“My right side is my bad side. If you could only replace my right side I wouldn’t be injured so often.”
The above statement is used interchangeably between right and left sides, but is heard far more often in the clinical setting that one would expect. Many runners talk about their “bad side” as a hot mess of recurring problems that have plagued both racing and training. For some, the injury is recurring and consistent: “Every time I ramp my mileage past XX/week, my Achilles flares up.” Substitute the Achilles for shin, knee, hip, plantar fascia, etc… you name it. In fact, the exact injury might not be interchangeable, but the side of your body is: “I’ve stress fractured my right shin, have suffered from right knee issues and my right hip gives me trouble during speed work.”
Recurring injury is often a biproduct of biomechanical error. Biomechanical injuries often respond to rest in the short term, but often boomerang themselves back into your life. You can always rest an injury (it’s probably the go-to move for most runners). With rest comes decreased inflammation and often symptom relief. You’re flying high; after all, you rested—your injury is now behind you. It’s not long before your hopes to return to training transform into frustration. Your rest, whether it be self-prescribed or dictated by that “just stop running” doctor, did nothing for your injury. Truth is, rest doesn’t restore strength or motion deficits. Injuries that result from poor biomechanics (strength, flexibility, etc.) are rarely, if ever, fixed through strict rest. An Achilles Tendon injury that results from poor glute strength will continue to suffer once your rest cycle is over. Without addressing the biomechanical issue (poor glute strength) the Achilles will continue to degrade and re-injure from increased load. The scenarios are endless, but they all end with you frustrated and angry.
Some runners are lucky enough to be one and done with an injuries. Training errors are often the case in this scenario. Injuries that result from training errors often respond well to rest, as the load of training has been removed and the tissue had time to heal; unfortunately, most training injuries are laced with biomechanical errors. What often appears to be a “one and done” injury can result in a single sided injury plague that may last weeks, months, or years.
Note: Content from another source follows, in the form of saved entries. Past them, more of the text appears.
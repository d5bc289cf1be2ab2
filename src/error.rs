//! Error types for sonance operations.
//!
//! Every variant carries enough structured detail (offending identifiers,
//! offending feature name) for a front end to produce a precise message.

use thiserror::Error;

/// Main error type for sonance operations.
///
/// # Examples
///
/// ```
/// use sonance::error::SonanceError;
///
/// let err = SonanceError::UnknownItem {
///     ids: vec!["missing-track".to_string()],
/// };
/// assert!(err.to_string().contains("missing-track"));
/// ```
#[derive(Debug, Error)]
pub enum SonanceError {
    /// A feature column has zero (or non-finite) variance, so it cannot be
    /// standardized.
    #[error("Degenerate feature '{feature}' (column {index}): standard deviation must be > 0")]
    DegenerateFeature {
        /// Feature name
        feature: String,
        /// Column position
        index: usize,
    },

    /// One or more seed identifiers are not in the catalog.
    #[error("Unknown item(s): {}", .ids.join(", "))]
    UnknownItem {
        /// Identifiers that could not be resolved, in first-seen order
        ids: Vec<String>,
    },

    /// Invalid argument value provided by the caller.
    #[error("Invalid argument: {param} = {value}, expected {constraint}")]
    InvalidArgument {
        /// Parameter name
        param: String,
        /// Provided value
        value: String,
        /// Constraint description
        constraint: String,
    },

    /// The catalog holds no items.
    #[error("Catalog is empty")]
    EmptyCatalog,

    /// The taste vector has zero norm, so cosine similarity is undefined.
    #[error("Taste vector has zero norm; cosine similarity is undefined")]
    ZeroVector,

    /// Matrix/vector dimensions don't match for the operation.
    #[error("Dimension mismatch: expected {expected}, got {actual}")]
    DimensionMismatch {
        /// Expected dimensions description
        expected: String,
        /// Actual dimensions found
        actual: String,
    },

    /// The same identifier appears twice in a catalog.
    #[error("Duplicate item identifier: {id}")]
    DuplicateItem {
        /// Repeated identifier
        id: String,
    },

    /// A feature value is NaN or infinite.
    #[error("Non-finite value {value} for feature '{feature}' of item '{id}'")]
    NonFiniteFeature {
        /// Item identifier
        id: String,
        /// Feature name
        feature: String,
        /// Offending value
        value: f32,
    },

    /// A required input column is absent.
    #[error("Missing column '{column}' (available: {})", .available.join(", "))]
    MissingColumn {
        /// Required column name
        column: String,
        /// Columns that were present
        available: Vec<String>,
    },

    /// CSV reader error.
    #[error("CSV error: {0}")]
    Csv(#[from] csv::Error),

    /// I/O error (file not found, permission denied, etc.).
    #[error("I/O error: {0}")]
    Io(#[from] std::io::Error),

    /// Serialization/deserialization error.
    #[error("Serialization error: {0}")]
    Serialization(String),

    /// Unsupported artifact version.
    #[error("Unsupported format version: found {found}, max supported {supported}")]
    UnsupportedVersion {
        /// Version found
        found: u32,
        /// Maximum supported version
        supported: u32,
    },
}

impl From<serde_json::Error> for SonanceError {
    fn from(err: serde_json::Error) -> Self {
        SonanceError::Serialization(err.to_string())
    }
}

impl SonanceError {
    /// Create a dimension mismatch error with descriptive context
    #[must_use]
    pub fn dimension_mismatch(context: &str, expected: usize, actual: usize) -> Self {
        Self::DimensionMismatch {
            expected: format!("{context}={expected}"),
            actual: format!("{actual}"),
        }
    }

    /// Create an invalid argument error
    #[must_use]
    pub fn invalid_argument(param: &str, value: impl ToString, constraint: &str) -> Self {
        Self::InvalidArgument {
            param: param.to_string(),
            value: value.to_string(),
            constraint: constraint.to_string(),
        }
    }
}

/// Convenience type alias for Results.
pub type Result<T> = std::result::Result<T, SonanceError>;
Hang with a group of runners long enough and you’ll invariably hear, “such and such always gives me problems” or “all my injuries are on my right/left side.” Runners present me with laundry lists of single sided injuries. Stress fractures, on top of tendon injuries, blanketed with joint pain can be and often are single sided. Stop blaming age for a bad knee (note the singular: knee). Both knees are the same age. You’re the one with biomechanical errors causing one to wear down. Without having an hour of anatomical study or clinical experience it should be blatantly obvious to everyone that something anatomically is at fault. Runners joke about cutting off their right or left side because “it’s always a problem” or “doesn’t work right.” Whether it’s denial or failing to connect the dots, there’s no more excuses. Figure out your errors and address them.
The Single Sided Plague
Although there are varying reasons for recurring single-sided injuries, the best place to start is leg length. Leg length issues are more common than one might suspect. In fact, I’ve had three runners this week with significant differences between their right and left leg lengths. The reasons for a long limb are above the reach of this article; however, identifying (and fixing) a leg length discrepancy can be the answer to persistent single sided injuries. Depending on the length of “unevenness,” these patients typically respond rather quickly to treatment.
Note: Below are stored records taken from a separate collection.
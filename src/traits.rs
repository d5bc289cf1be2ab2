//! Core traits for fitted transformers.

use crate::error::Result;
use crate::primitives::Matrix;

/// Trait for fitted data transformers (scalers).
///
/// Fitting happens at construction time, so a `Transformer` value is always
/// ready to use and never mutates afterwards.
///
/// # Examples
///
/// ```
/// use sonance::prelude::*;
///
/// let x = Matrix::from_vec(3, 1, vec![1.0, 2.0, 3.0]).unwrap();
/// let scaler = StandardScaler::fit(&x).unwrap();
/// let z = scaler.transform(&x).unwrap();
/// let back = scaler.inverse_transform(&z).unwrap();
/// assert!((back.get(2, 0) - 3.0).abs() < 1e-5);
/// ```
pub trait Transformer {
    /// Transforms data using fitted parameters.
    ///
    /// # Errors
    ///
    /// Returns an error if the column count differs from the fitted one.
    fn transform(&self, x: &Matrix<f32>) -> Result<Matrix<f32>>;

    /// Maps transformed data back to the original scale.
    ///
    /// # Errors
    ///
    /// Returns an error if the column count differs from the fitted one.
    fn inverse_transform(&self, x: &Matrix<f32>) -> Result<Matrix<f32>>;
}
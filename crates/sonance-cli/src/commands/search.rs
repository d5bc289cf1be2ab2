//! `sonance search`: fuzzy title/artist lookup.

use super::load_catalog;
use crate::error::{CliError, Result};
use crate::output;
use colored::Colorize;
use sonance::search::{FuzzyIndex, SearchMatch};
use std::path::Path;

pub(crate) fn run(
    catalog: &Path,
    impute: bool,
    query: &str,
    limit: usize,
    cutoff: f32,
    json: bool,
) -> Result<()> {
    let matches = compute(catalog, impute, query, limit, cutoff)?;

    if json {
        return output::json(&matches);
    }
    if matches.is_empty() {
        output::warning(&format!("no match for {query:?} at cutoff {cutoff}"));
        return Ok(());
    }

    output::section("Matches");
    for m in &matches {
        println!(
            "  {:>5.1}  {}  {}",
            m.score,
            m.id.dimmed(),
            m.display.bold()
        );
    }
    Ok(())
}

pub(crate) fn compute(
    catalog: &Path,
    impute: bool,
    query: &str,
    limit: usize,
    cutoff: f32,
) -> Result<Vec<SearchMatch>> {
    if !(0.0..=100.0).contains(&cutoff) {
        return Err(CliError::InvalidArgument(format!(
            "cutoff must be within [0, 100], got {cutoff}"
        )));
    }
    let catalog = load_catalog(catalog, impute)?;
    Ok(FuzzyIndex::build(&catalog).search(query, limit, cutoff))
}
//! `sonance recommend`: rank the catalog against seed items.

use super::{load_catalog, require_file};
use crate::error::{CliError, Result};
use crate::output;
use colored::Colorize;
use serde::Serialize;
use sonance::preprocessing::StandardScaler;
use sonance::recommend::{Recommendation, Recommender};
use sonance::search::{FuzzyIndex, TextResolver};
use std::path::Path;

/// One printed recommendation.
#[derive(Debug, Serialize)]
pub(crate) struct Row {
    pub(crate) rank: usize,
    pub(crate) id: String,
    pub(crate) title: String,
    pub(crate) artist: String,
    pub(crate) score: f32,
}

/// Options for [`run`].
pub(crate) struct Options<'a> {
    pub(crate) catalog: &'a Path,
    pub(crate) impute: bool,
    pub(crate) seeds: &'a [String],
    pub(crate) query: Option<&'a str>,
    pub(crate) top_n: usize,
    pub(crate) scaler: Option<&'a Path>,
    pub(crate) json: bool,
}

pub(crate) fn run(opts: &Options<'_>) -> Result<()> {
    let rows = compute(opts)?;

    if opts.json {
        return output::json(&rows);
    }

    if rows.is_empty() {
        output::warning("no recommendations: the seeds cover the catalog or cancel each other out");
        return Ok(());
    }

    output::section("Recommendations");
    for row in &rows {
        println!(
            "  {:>3}. {}  {}",
            row.rank,
            output::display_name(&row.id, &row.title, &row.artist).bold(),
            format!("(sim {})", output::score(row.score)).dimmed()
        );
    }
    Ok(())
}

/// Loads, resolves seeds and ranks; no printing.
pub(crate) fn compute(opts: &Options<'_>) -> Result<Vec<Row>> {
    let catalog = load_catalog(opts.catalog, opts.impute)?;

    let mut seeds: Vec<String> = opts.seeds.to_vec();
    if let Some(query) = opts.query {
        let resolved = FuzzyIndex::build(&catalog).resolve_text(query);
        if resolved.is_empty() {
            tracing::warn!(query, "nothing in the catalog matched the query");
        }
        for id in resolved {
            tracing::info!(%id, "resolved seed from query");
            if !seeds.contains(&id) {
                seeds.push(id);
            }
        }
    }
    if seeds.is_empty() {
        return Err(CliError::InvalidArgument(
            "no seeds: pass --seed <ID> or a --query that matches the catalog".to_string(),
        ));
    }

    let recommender = match opts.scaler {
        Some(path) => {
            require_file(path)?;
            let scaler = StandardScaler::load_json(path)?;
            Recommender::with_scaler(catalog, scaler)?
        }
        None => Recommender::fit(catalog)?,
    };

    let recs = recommender.recommend(&seeds, opts.top_n)?;
    Ok(to_rows(&recommender, recs))
}

fn to_rows(recommender: &Recommender, recs: Vec<Recommendation>) -> Vec<Row> {
    recs.into_iter()
        .enumerate()
        .map(|(i, rec)| {
            let (title, artist) = recommender
                .catalog()
                .get(&rec.id)
                .map(|item| (item.title.clone(), item.artist.clone()))
                .unwrap_or_default();
            Row {
                rank: i + 1,
                id: rec.id,
                title,
                artist,
                score: rec.score,
            }
        })
        .collect()
}
//! `sonance export-scaler`: fit the standardizer and write it as JSON.

use super::load_catalog;
use crate::error::Result;
use crate::output;
use sonance::preprocessing::StandardScaler;
use std::path::Path;

pub(crate) fn run(catalog: &Path, impute: bool, out: &Path, json: bool) -> Result<()> {
    let scaler = compute(catalog, impute, out)?;
    if json {
        return output::json(&serde_json::json!({
            "path": out.display().to_string(),
            "features": scaler.feature_names(),
        }));
    }
    output::section("Scaler");
    output::kv("Written", out.display());
    output::kv("Features", scaler.feature_names().join(", "));
    Ok(())
}

pub(crate) fn compute(catalog: &Path, impute: bool, out: &Path) -> Result<StandardScaler> {
    let catalog = load_catalog(catalog, impute)?;
    let scaler = StandardScaler::fit_with_names(catalog.features(), catalog.feature_names())?;
    scaler.save_json(out)?;
    tracing::info!(path = %out.display(), "scaler written");
    Ok(scaler)
}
Leg length discrepancies occur for multiple reasons. Our pelvis is mobile—some more than others. The pelvis can shift up and down, slide forward and back, and rotate forwards and backwards. These shifts, slides, and rotations can occur from an external force (stepping into a hole) or internal force (muscular imbalance or pelvic instability). For some, the answer is purely anatomic as one leg simply grew longer than the other. None the less, such a simple find can pay huge dividends in long term running health.
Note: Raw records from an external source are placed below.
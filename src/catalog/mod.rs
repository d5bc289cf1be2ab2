//! Item catalog and identifier index.
//!
//! A [`Catalog`] is an ordered, validated collection of [`Item`]s. Insertion
//! order is significant: it breaks ties when ranking.

use crate::error::{Result, SonanceError};
use crate::primitives::Matrix;
use serde::{Deserialize, Serialize};
use std::collections::{HashMap, HashSet};

/// The six audio features, in column order.
pub const FEATURE_COLUMNS: [&str; 6] = [
    "danceability",
    "energy",
    "tempo",
    "valence",
    "acousticness",
    "loudness",
];

/// A catalog entry: identifier, feature vector and display metadata.
///
/// Title and artist are carried for presentation only and never enter any
/// computation.
#[derive(Debug, Clone, PartialEq, Serialize, Deserialize)]
pub struct Item {
    /// Unique identifier
    pub id: String,
    /// Display title
    pub title: String,
    /// Display artist
    pub artist: String,
    /// Raw feature values, one per catalog feature
    pub features: Vec<f32>,
}

impl Item {
    /// Creates an item with empty display metadata.
    #[must_use]
    pub fn new(id: impl Into<String>, features: Vec<f32>) -> Self {
        Self {
            id: id.into(),
            title: String::new(),
            artist: String::new(),
            features,
        }
    }

    /// Sets the display title.
    #[must_use]
    pub fn with_title(mut self, title: impl Into<String>) -> Self {
        self.title = title.into();
        self
    }

    /// Sets the display artist.
    #[must_use]
    pub fn with_artist(mut self, artist: impl Into<String>) -> Self {
        self.artist = artist.into();
        self
    }

    /// `"title - artist"`, or just the title when the artist is empty.
    #[must_use]
    pub fn display_name(&self) -> String {
        if self.artist.is_empty() {
            self.title.clone()
        } else {
            format!("{} - {}", self.title, self.artist)
        }
    }
}

/// Raw (unstandardized) summary statistics for one feature column.
#[derive(Debug, Clone, PartialEq, Serialize)]
pub struct FeatureStats {
    /// Feature name
    pub name: String,
    /// Arithmetic mean
    pub mean: f32,
    /// Population standard deviation
    pub std: f32,
    /// Smallest value
    pub min: f32,
    /// Largest value
    pub max: f32,
}

/// An ordered, non-empty collection of items with unique identifiers.
///
/// # Examples
///
/// ```
/// use sonance::catalog::{Catalog, Item};
///
/// let catalog = Catalog::new(
///     vec!["energy".to_string(), "tempo".to_string()],
///     vec![
///         Item::new("a", vec![0.9, 128.0]),
///         Item::new("b", vec![0.2, 72.0]),
///     ],
/// ).unwrap();
///
/// assert_eq!(catalog.resolve(&["b", "a"]).unwrap(), vec![1, 0]);
/// assert!(catalog.resolve(&["zzz"]).is_err());
/// ```
#[derive(Debug, Clone)]
pub struct Catalog {
    feature_names: Vec<String>,
    items: Vec<Item>,
    index: HashMap<String, usize>,
    features: Matrix<f32>,
}

impl Catalog {
    /// Builds a catalog, validating every item.
    ///
    /// # Errors
    ///
    /// - [`SonanceError::EmptyCatalog`] if `items` is empty
    /// - [`SonanceError::DimensionMismatch`] if an item has the wrong number
    ///   of features
    /// - [`SonanceError::NonFiniteFeature`] for NaN or infinite values
    /// - [`SonanceError::DuplicateItem`] if an identifier repeats
    pub fn new(feature_names: Vec<String>, items: Vec<Item>) -> Result<Self> {
        if items.is_empty() {
            return Err(SonanceError::EmptyCatalog);
        }

        let d = feature_names.len();
        let mut index = HashMap::with_capacity(items.len());
        let mut data = Vec::with_capacity(items.len() * d);

        for (row, item) in items.iter().enumerate() {
            if item.features.len() != d {
                return Err(SonanceError::DimensionMismatch {
                    expected: format!("{d} features"),
                    actual: format!("{} for item '{}'", item.features.len(), item.id),
                });
            }
            if let Some((j, &value)) = item
                .features
                .iter()
                .enumerate()
                .find(|(_, v)| !v.is_finite())
            {
                return Err(SonanceError::NonFiniteFeature {
                    id: item.id.clone(),
                    feature: feature_names[j].clone(),
                    value,
                });
            }
            if index.insert(item.id.clone(), row).is_some() {
                return Err(SonanceError::DuplicateItem {
                    id: item.id.clone(),
                });
            }
            data.extend_from_slice(&item.features);
        }

        let features = Matrix::from_vec(items.len(), d, data)?;

        Ok(Self {
            feature_names,
            items,
            index,
            features,
        })
    }

    /// Builds a catalog over the six default audio features.
    ///
    /// # Errors
    ///
    /// Same as [`Catalog::new`].
    pub fn with_default_features(items: Vec<Item>) -> Result<Self> {
        Self::new(
            FEATURE_COLUMNS.iter().map(|s| (*s).to_string()).collect(),
            items,
        )
    }

    /// Maps identifiers to row positions, keeping order and repeats.
    ///
    /// # Errors
    ///
    /// Returns [`SonanceError::UnknownItem`] listing every identifier that is
    /// not in the catalog (each once, in first-seen order). No partial result
    /// is returned.
    pub fn resolve<S: AsRef<str>>(&self, ids: &[S]) -> Result<Vec<usize>> {
        let mut rows = Vec::with_capacity(ids.len());
        let mut missing: Vec<String> = Vec::new();
        let mut seen_missing = HashSet::new();

        for id in ids {
            let id = id.as_ref();
            match self.index.get(id) {
                Some(&row) => rows.push(row),
                None => {
                    if seen_missing.insert(id) {
                        missing.push(id.to_string());
                    }
                }
            }
        }

        if missing.is_empty() {
            Ok(rows)
        } else {
            Err(SonanceError::UnknownItem { ids: missing })
        }
    }

    /// Row position of an identifier.
    #[must_use]
    pub fn index_of(&self, id: &str) -> Option<usize> {
        self.index.get(id).copied()
    }

    /// Looks up an item by identifier.
    #[must_use]
    pub fn get(&self, id: &str) -> Option<&Item> {
        self.index_of(id).map(|row| &self.items[row])
    }

    /// Returns true if the identifier is in the catalog.
    #[must_use]
    pub fn contains(&self, id: &str) -> bool {
        self.index.contains_key(id)
    }

    /// Number of items.
    #[must_use]
    pub fn len(&self) -> usize {
        self.items.len()
    }

    /// Always false for a constructed catalog; provided for API symmetry.
    #[must_use]
    pub fn is_empty(&self) -> bool {
        self.items.is_empty()
    }

    /// Items in insertion order.
    #[must_use]
    pub fn items(&self) -> &[Item] {
        &self.items
    }

    /// Feature names, in column order.
    #[must_use]
    pub fn feature_names(&self) -> &[String] {
        &self.feature_names
    }

    /// Feature dimension d.
    #[must_use]
    pub fn dimension(&self) -> usize {
        self.feature_names.len()
    }

    /// Raw feature matrix (n × d), rows in insertion order.
    #[must_use]
    pub fn features(&self) -> &Matrix<f32> {
        &self.features
    }

    /// Per-feature summary statistics over the raw values.
    #[must_use]
    pub fn describe(&self) -> Vec<FeatureStats> {
        let n = self.features.n_rows() as f64;
        self.feature_names
            .iter()
            .enumerate()
            .map(|(j, name)| {
                let column = self.features.column(j);
                let values = column.as_slice();
                let mean = values.iter().map(|&v| f64::from(v)).sum::<f64>() / n;
                let var = values
                    .iter()
                    .map(|&v| (f64::from(v) - mean).powi(2))
                    .sum::<f64>()
                    / n;
                FeatureStats {
                    name: name.clone(),
                    mean: mean as f32,
                    std: var.sqrt() as f32,
                    min: values.iter().copied().fold(f32::INFINITY, f32::min),
                    max: values.iter().copied().fold(f32::NEG_INFINITY, f32::max),
                }
            })
            .collect()
    }
}

#[cfg(test)]
mod tests;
Leg length discrepancies are the ninjas of the injury world. Due to our neuromuscular systems inept ability to subconsciously compensate, runners with a leg length discrepancy are typically oblivious to the difference; however, the unevenness is real. A short or long limb makes for an uneven gait, while drastically altering a finely calibrated muscular system that prefers a specific length-tension relationship. You may be thinking, “well both feed on the ground, so my leg length must be ok.” Sometimes the simple answer is the wrong answer. The best way to feel an uneven pelvis is to stand with one shoe on. Both feet can continue to touch the ground through compensation. With enough time you would acclimate to the acquired leg length difference and feel “symmetrical.” Crazy, huh?